The Ministry of Economic Affairs came under fire after a draft free-trade agreement between South Korea and China was revealed on Wednesday, as the tariff reductions proposed in the pact were not as significant as the ministry previously claimed.
Critics said that the Chinese Nationalist Party (KMT) administration exaggerated the impact of the pending treaty to coerce the public into supporting trade agreements between Taiwan and China.
They said that the ministry used the Beijing-Seoul deal as a “scare tactic” in an attempt to swing the vote in the KMT’s favor during last year’s nine-in-one elections.
Photo: CNA
In November last year, the ministry said that the pending Beijing-Seoul pact would deal a NT$650 billion (US$20.7 billion) blow to Taiwan’s economy and urged the nation to ratify the proposed cross-strait service trade agreement to mitigate the impact.
A KMT campaign advertisement leading up to the elections last year featured a woman dressed in traditional Korean garb who thanked the Democratic Progressive Party (DPP) for blocking cross-strait trade bills.

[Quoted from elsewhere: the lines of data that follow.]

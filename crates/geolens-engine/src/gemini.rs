use std::thread;
use std::time::Duration;

use anyhow::{bail, Context, Result};
use base64::engine::general_purpose::STANDARD as BASE64;
use base64::Engine as _;
use geolens_contracts::chat::ChatRole;
use geolens_contracts::error::{ContractError, ContractResult};
use reqwest::blocking::{Client as HttpClient, Response as HttpResponse};
use serde_json::{json, Map, Value};

use crate::config::{first_non_empty_env, EngineConfig, API_KEY_ENV_VARS};
use crate::transport::{Capability, RawCitation, RawReply, Transport, TransportRequest};

const API_KEY_HEADER: &str = "x-goog-api-key";
const REDACTED: &str = "[redacted]";

/// `generateContent` transport for the Gemini REST API.
///
/// The key travels in a header so it never appears in URLs, and any text
/// derived from a failed call has it masked before leaving the transport.
pub struct GeminiTransport {
    api_base: String,
    http: HttpClient,
    request_timeout_s: f64,
    transport_retries: usize,
    retry_backoff_s: f64,
    api_key_vars: &'static [&'static str],
}

impl GeminiTransport {
    pub fn new(config: &EngineConfig) -> Self {
        Self {
            api_base: config.api_base.trim().trim_end_matches('/').to_string(),
            http: HttpClient::new(),
            request_timeout_s: config.request_timeout_s,
            transport_retries: config.transport_retries,
            retry_backoff_s: config.retry_backoff_s,
            api_key_vars: API_KEY_ENV_VARS,
        }
    }

    fn endpoint_for_model(&self, model: &str) -> String {
        let trimmed = model.trim();
        let model_path = if trimmed.starts_with("models/") {
            trimmed.to_string()
        } else {
            format!("models/{trimmed}")
        };
        format!("{}/{}:generateContent", self.api_base, model_path)
    }

    fn build_payload(request: &TransportRequest) -> Value {
        let mut contents: Vec<Value> = request
            .history
            .iter()
            .map(|turn| {
                json!({
                    "role": role_name(turn.role),
                    "parts": [{ "text": turn.text }],
                })
            })
            .collect();

        let mut parts = Vec::new();
        if let Some(image) = request.image.as_ref() {
            parts.push(json!({
                "inlineData": {
                    "mimeType": image.mime_type,
                    "data": BASE64.encode(&image.bytes),
                }
            }));
        }
        parts.push(json!({ "text": request.prompt }));
        contents.push(json!({ "role": "user", "parts": parts }));

        let mut payload = Map::new();
        payload.insert("contents".to_string(), Value::Array(contents));

        if let Some(instruction) = request.system_instruction.as_ref() {
            payload.insert(
                "systemInstruction".to_string(),
                json!({ "parts": [{ "text": instruction }] }),
            );
        }

        if request.web_search {
            payload.insert("tools".to_string(), json!([{ "googleSearch": {} }]));
        }

        let mut generation_config = Map::new();
        if let Some(schema) = request.response_schema.as_ref() {
            generation_config.insert(
                "responseMimeType".to_string(),
                Value::String("application/json".to_string()),
            );
            generation_config.insert("responseSchema".to_string(), schema.clone());
        }
        if let Some(budget) = request.thinking_budget {
            generation_config.insert(
                "thinkingConfig".to_string(),
                json!({ "thinkingBudget": budget }),
            );
        }
        if !generation_config.is_empty() {
            payload.insert(
                "generationConfig".to_string(),
                Value::Object(generation_config),
            );
        }

        Value::Object(payload)
    }

    fn post_with_transport_retries(
        &self,
        endpoint: &str,
        api_key: &str,
        payload: &Value,
    ) -> Result<HttpResponse> {
        for attempt in 0..=self.transport_retries {
            let response = self
                .http
                .post(endpoint)
                .header(API_KEY_HEADER, api_key)
                .timeout(Duration::from_secs_f64(self.request_timeout_s))
                .json(payload)
                .send();

            match response {
                Ok(ok) => return Ok(ok),
                Err(raw) => {
                    let err = anyhow::Error::new(raw.without_url())
                        .context(format!("Gemini request failed ({endpoint})"));
                    if !is_retryable_transport_error(&err) || attempt >= self.transport_retries {
                        return Err(err);
                    }
                    eprintln!(
                        "Gemini transport retry {}/{} after transient request failure.",
                        attempt + 1,
                        self.transport_retries
                    );
                    let delay_s = self.retry_backoff_s * (attempt as f64 + 1.0);
                    thread::sleep(Duration::from_secs_f64(delay_s));
                }
            }
        }

        bail!("Gemini request was never attempted ({endpoint})")
    }

    fn decode_reply(model: &str, payload: &Value) -> Result<RawReply> {
        let usage = payload.get("usageMetadata");
        let mut reply = RawReply {
            model: payload
                .get("modelVersion")
                .and_then(Value::as_str)
                .unwrap_or(model)
                .to_string(),
            input_tokens: usage
                .and_then(|usage| usage.get("promptTokenCount"))
                .and_then(Value::as_i64),
            output_tokens: usage
                .and_then(|usage| usage.get("candidatesTokenCount"))
                .and_then(Value::as_i64),
            ..RawReply::default()
        };

        let Some(candidate) = payload
            .get("candidates")
            .and_then(Value::as_array)
            .and_then(|rows| rows.first())
        else {
            if let Some(reason) = payload
                .pointer("/promptFeedback/blockReason")
                .and_then(Value::as_str)
            {
                bail!("Gemini blocked the prompt ({reason})");
            }
            return Ok(reply);
        };

        reply.text = candidate
            .pointer("/content/parts")
            .and_then(Value::as_array)
            .map(|parts| {
                parts
                    .iter()
                    .filter(|part| !part.get("thought").and_then(Value::as_bool).unwrap_or(false))
                    .filter_map(|part| part.get("text").and_then(Value::as_str))
                    .collect::<String>()
            })
            .unwrap_or_default();
        reply.finish_reason = candidate
            .get("finishReason")
            .and_then(Value::as_str)
            .map(str::to_string);
        reply.citations = candidate
            .pointer("/groundingMetadata/groundingChunks")
            .and_then(Value::as_array)
            .map(|chunks| {
                chunks
                    .iter()
                    .map(|chunk| RawCitation {
                        title: chunk
                            .pointer("/web/title")
                            .and_then(Value::as_str)
                            .map(str::to_string),
                        uri: chunk
                            .pointer("/web/uri")
                            .and_then(Value::as_str)
                            .map(str::to_string),
                    })
                    .collect()
            })
            .unwrap_or_default();

        Ok(reply)
    }

    fn call_inner(&self, request: &TransportRequest, api_key: &str) -> Result<RawReply> {
        if request.capability == Capability::Structured && request.image.is_none() {
            bail!("structured request carries no image");
        }
        let endpoint = self.endpoint_for_model(&request.model);
        let payload = Self::build_payload(request);
        let response = self.post_with_transport_retries(&endpoint, api_key, &payload)?;
        let response_payload = response_json_or_error("Gemini", response)?;
        Self::decode_reply(&request.model, &response_payload)
    }
}

impl Transport for GeminiTransport {
    fn name(&self) -> &str {
        "gemini"
    }

    fn call(&self, request: &TransportRequest) -> ContractResult<RawReply> {
        let Some(api_key) = first_non_empty_env(self.api_key_vars) else {
            return Err(ContractError::transport(format!(
                "{} not set",
                self.api_key_vars.join(" or ")
            )));
        };
        self.call_inner(request, &api_key).map_err(|err| {
            let text = redact_secret(&error_chain_text(&err, usize::MAX), &api_key);
            ContractError::transport(truncate_text(&text, 600))
        })
    }
}

fn role_name(role: ChatRole) -> &'static str {
    match role {
        ChatRole::User => "user",
        ChatRole::Model => "model",
    }
}

fn response_json_or_error(provider: &str, response: HttpResponse) -> Result<Value> {
    let status = response.status();
    let code = status.as_u16();
    let body = response
        .text()
        .with_context(|| format!("{provider} response body read failed"))?;
    if !status.is_success() {
        bail!(
            "{provider} request failed ({code}): {}",
            truncate_text(&body, 512)
        );
    }
    let parsed: Value = serde_json::from_str(&body)
        .with_context(|| format!("{provider} returned invalid JSON payload"))?;
    Ok(parsed)
}

fn is_retryable_transport_error(err: &anyhow::Error) -> bool {
    err.chain().any(|cause| {
        cause
            .downcast_ref::<reqwest::Error>()
            .map(|reqwest_err| {
                reqwest_err.is_timeout() || reqwest_err.is_connect() || reqwest_err.is_request()
            })
            .unwrap_or(false)
    })
}

pub(crate) fn error_chain_text(err: &anyhow::Error, max_chars: usize) -> String {
    let mut parts: Vec<String> = Vec::new();
    for cause in err.chain() {
        let text = cause.to_string();
        let trimmed = text.trim();
        if trimmed.is_empty() {
            continue;
        }
        if parts
            .last()
            .map(|existing| existing == trimmed)
            .unwrap_or(false)
        {
            continue;
        }
        parts.push(trimmed.to_string());
    }
    if parts.is_empty() {
        return truncate_text(&err.to_string(), max_chars);
    }
    truncate_text(&parts.join(" | caused by: "), max_chars)
}

fn redact_secret(text: &str, secret: &str) -> String {
    if secret.is_empty() {
        return text.to_string();
    }
    text.replace(secret, REDACTED)
}

pub(crate) fn truncate_text(value: &str, max_chars: usize) -> String {
    if value.chars().count() <= max_chars {
        return value.to_string();
    }
    value.chars().take(max_chars).collect::<String>() + "…"
}
//! Serializable locators that let a worker re-locate the pipeline it executes.

use serde::{Deserialize, Serialize};
use std::fmt;
use std::path::PathBuf;

/// Where a pipeline definition can be loaded from
#[derive(Debug, Clone, PartialEq, Eq, Hash, Serialize, Deserialize)]
#[serde(tag = "kind", rename_all = "snake_case")]
pub enum ExecutionTarget {
    /// A function in an importable module
    Module { module_name: String, fn_name: String },
    /// A function in a source file
    File { path: PathBuf, fn_name: String },
    /// A repository description document
    RepositoryYaml { path: PathBuf },
}

#[derive(Debug, Clone, PartialEq, Eq, Hash, Serialize, Deserialize)]
pub struct ExecutionTargetHandle {
    pipeline_name: String,
    target: ExecutionTarget,
}

impl ExecutionTargetHandle {
    pub fn new(pipeline_name: impl Into<String>, target: ExecutionTarget) -> Self {
        Self {
            pipeline_name: pipeline_name.into(),
            target,
        }
    }

    pub fn for_module(
        pipeline_name: impl Into<String>,
        module_name: impl Into<String>,
        fn_name: impl Into<String>,
    ) -> Self {
        Self::new(
            pipeline_name,
            ExecutionTarget::Module {
                module_name: module_name.into(),
                fn_name: fn_name.into(),
            },
        )
    }

    pub fn for_file(
        pipeline_name: impl Into<String>,
        path: impl Into<PathBuf>,
        fn_name: impl Into<String>,
    ) -> Self {
        Self::new(
            pipeline_name,
            ExecutionTarget::File {
                path: path.into(),
                fn_name: fn_name.into(),
            },
        )
    }

    pub fn for_repository_yaml(pipeline_name: impl Into<String>, path: impl Into<PathBuf>) -> Self {
        Self::new(
            pipeline_name,
            ExecutionTarget::RepositoryYaml { path: path.into() },
        )
    }

    pub fn pipeline_name(&self) -> &str {
        &self.pipeline_name
    }

    pub fn target(&self) -> &ExecutionTarget {
        &self.target
    }
}

impl fmt::Display for ExecutionTargetHandle {
    fn fmt(&self, f: &mut fmt::Formatter<'_>) -> fmt::Result {
        match &self.target {
            ExecutionTarget::Module {
                module_name,
                fn_name,
            } => write!(f, "{} ({module_name}::{fn_name})", self.pipeline_name),
            ExecutionTarget::File { path, fn_name } => {
                write!(f, "{} ({}::{fn_name})", self.pipeline_name, path.display())
            }
            ExecutionTarget::RepositoryYaml { path } => {
                write!(f, "{} ({})", self.pipeline_name, path.display())
            }
        }
    }
}

#[cfg(test)]
mod tests {
    use super::*;

    #[test]
    fn test_handle_serializes_with_target_kind() {
        let handle = ExecutionTargetHandle::for_file("etl", "/repo/etl.py", "define_etl");
        let value = serde_json::to_value(&handle).unwrap();

        assert_eq!(value["target"]["kind"], "file");
        assert_eq!(
            serde_json::from_value::<ExecutionTargetHandle>(value).unwrap(),
            handle
        );
        assert_eq!(handle.to_string(), "etl (/repo/etl.py::define_etl)");
    }
}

In contrast with the ministry’s earlier claims, Minister of Economic Affairs John Deng (鄧振中) on Wednesday said that the draft was “quite different” from the ministry’s previous expectations.
According to the Beijing-Seoul draft, tariffs for many industries considered key export industries for Taiwan will not be reduced significantly — including LCD panels, automobile parts, petrochemicals and machine tools.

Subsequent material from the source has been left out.